▶ _What you need to do_
In the data below, find every line with the string "Result" and pull it out.

______________________________

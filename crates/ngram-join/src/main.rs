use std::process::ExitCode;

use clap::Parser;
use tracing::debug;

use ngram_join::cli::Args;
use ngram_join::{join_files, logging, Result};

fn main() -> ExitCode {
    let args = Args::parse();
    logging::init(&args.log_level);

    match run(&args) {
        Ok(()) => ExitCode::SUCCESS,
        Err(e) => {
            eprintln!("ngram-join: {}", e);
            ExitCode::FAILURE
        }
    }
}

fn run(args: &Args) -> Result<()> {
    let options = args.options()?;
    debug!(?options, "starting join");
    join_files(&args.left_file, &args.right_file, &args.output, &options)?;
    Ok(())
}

______________________________

▶ _Completed task_
use ngram_join::{join_files, logging, Result};
fn run(args: &Args) -> Result<()> {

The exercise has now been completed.